## Task prompt
Would you reproduce exactly the lines below from the one holding "Self(Arc::new(f))" through the one holding "session: &mut Session);", inclusive, and no others?
:: Dataset content ::
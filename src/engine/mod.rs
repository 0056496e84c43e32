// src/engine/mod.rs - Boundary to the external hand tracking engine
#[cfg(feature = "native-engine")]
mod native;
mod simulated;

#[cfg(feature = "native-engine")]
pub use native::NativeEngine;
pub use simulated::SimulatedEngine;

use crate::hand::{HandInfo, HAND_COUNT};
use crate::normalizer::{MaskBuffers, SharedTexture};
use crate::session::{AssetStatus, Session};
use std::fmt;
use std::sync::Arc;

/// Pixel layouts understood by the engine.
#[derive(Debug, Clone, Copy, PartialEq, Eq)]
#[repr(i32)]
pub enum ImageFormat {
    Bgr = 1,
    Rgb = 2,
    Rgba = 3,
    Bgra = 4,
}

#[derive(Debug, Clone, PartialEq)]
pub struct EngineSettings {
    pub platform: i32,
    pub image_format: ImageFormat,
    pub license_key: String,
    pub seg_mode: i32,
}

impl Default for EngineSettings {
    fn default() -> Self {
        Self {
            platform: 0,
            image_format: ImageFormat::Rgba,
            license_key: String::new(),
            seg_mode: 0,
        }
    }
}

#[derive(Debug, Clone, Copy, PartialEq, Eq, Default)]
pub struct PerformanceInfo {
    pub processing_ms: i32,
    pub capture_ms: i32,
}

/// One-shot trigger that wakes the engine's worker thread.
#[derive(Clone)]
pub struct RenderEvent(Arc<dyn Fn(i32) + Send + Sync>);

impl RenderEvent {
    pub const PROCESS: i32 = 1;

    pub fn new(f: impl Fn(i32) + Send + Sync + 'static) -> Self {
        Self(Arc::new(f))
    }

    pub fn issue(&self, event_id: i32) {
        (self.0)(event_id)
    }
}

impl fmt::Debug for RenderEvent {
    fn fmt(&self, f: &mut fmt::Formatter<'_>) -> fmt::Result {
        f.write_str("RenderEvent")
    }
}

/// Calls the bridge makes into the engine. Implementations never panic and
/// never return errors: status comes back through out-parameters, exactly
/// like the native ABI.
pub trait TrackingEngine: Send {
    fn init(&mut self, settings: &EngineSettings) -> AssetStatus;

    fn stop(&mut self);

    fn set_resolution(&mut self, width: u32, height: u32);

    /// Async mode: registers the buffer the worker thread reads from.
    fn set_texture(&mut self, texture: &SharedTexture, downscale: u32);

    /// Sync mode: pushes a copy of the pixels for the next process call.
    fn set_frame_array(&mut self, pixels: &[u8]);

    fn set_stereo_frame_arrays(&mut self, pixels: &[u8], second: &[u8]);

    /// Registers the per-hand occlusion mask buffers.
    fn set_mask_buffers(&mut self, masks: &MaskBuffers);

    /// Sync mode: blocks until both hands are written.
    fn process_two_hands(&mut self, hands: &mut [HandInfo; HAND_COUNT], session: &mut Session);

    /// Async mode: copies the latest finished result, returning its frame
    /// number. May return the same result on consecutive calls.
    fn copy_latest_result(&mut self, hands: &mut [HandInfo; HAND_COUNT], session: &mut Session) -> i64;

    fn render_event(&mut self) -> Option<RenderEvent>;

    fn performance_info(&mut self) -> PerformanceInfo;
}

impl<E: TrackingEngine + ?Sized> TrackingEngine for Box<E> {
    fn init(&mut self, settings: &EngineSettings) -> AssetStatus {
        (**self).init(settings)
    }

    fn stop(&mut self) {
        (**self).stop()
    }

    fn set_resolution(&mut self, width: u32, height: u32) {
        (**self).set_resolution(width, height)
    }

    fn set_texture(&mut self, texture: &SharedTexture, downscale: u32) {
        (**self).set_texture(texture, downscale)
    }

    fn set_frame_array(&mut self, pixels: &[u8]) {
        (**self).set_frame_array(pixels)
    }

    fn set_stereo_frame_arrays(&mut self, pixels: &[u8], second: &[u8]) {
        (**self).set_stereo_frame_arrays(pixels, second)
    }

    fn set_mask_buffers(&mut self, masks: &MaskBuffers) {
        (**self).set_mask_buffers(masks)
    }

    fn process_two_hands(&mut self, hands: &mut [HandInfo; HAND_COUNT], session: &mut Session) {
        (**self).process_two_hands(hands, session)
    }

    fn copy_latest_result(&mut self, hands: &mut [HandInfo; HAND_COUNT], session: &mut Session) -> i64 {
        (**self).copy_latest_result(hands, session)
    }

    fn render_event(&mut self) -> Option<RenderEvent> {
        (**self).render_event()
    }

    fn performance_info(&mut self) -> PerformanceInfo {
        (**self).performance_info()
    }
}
:::
:: Dataset content ::
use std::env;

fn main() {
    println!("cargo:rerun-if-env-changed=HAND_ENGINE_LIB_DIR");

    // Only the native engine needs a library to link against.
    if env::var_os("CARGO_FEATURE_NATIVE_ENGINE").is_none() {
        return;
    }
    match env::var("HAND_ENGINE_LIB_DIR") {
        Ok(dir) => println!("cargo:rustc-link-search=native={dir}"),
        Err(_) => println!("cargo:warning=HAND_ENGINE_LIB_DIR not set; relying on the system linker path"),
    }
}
:::
## Reply
        Self(Arc::new(f))
    }

    pub fn issue(&self, event_id: i32) {
        (self.0)(event_id)
    }
}

impl fmt::Debug for RenderEvent {
    fn fmt(&self, f: &mut fmt::Formatter<'_>) -> fmt::Result {
        f.write_str("RenderEvent")
    }
}

/// Calls the bridge makes into the engine. Implementations never panic and
/// never return errors: status comes back through out-parameters, exactly
/// like the native ABI.
pub trait TrackingEngine: Send {
    fn init(&mut self, settings: &EngineSettings) -> AssetStatus;

    fn stop(&mut self);

    fn set_resolution(&mut self, width: u32, height: u32);

    /// Async mode: registers the buffer the worker thread reads from.
    fn set_texture(&mut self, texture: &SharedTexture, downscale: u32);

    /// Sync mode: pushes a copy of the pixels for the next process call.
    fn set_frame_array(&mut self, pixels: &[u8]);

    fn set_stereo_frame_arrays(&mut self, pixels: &[u8], second: &[u8]);

    /// Registers the per-hand occlusion mask buffers.
    fn set_mask_buffers(&mut self, masks: &MaskBuffers);

    /// Sync mode: blocks until both hands are written.
    fn process_two_hands(&mut self, hands: &mut [HandInfo; HAND_COUNT], session: &mut Session);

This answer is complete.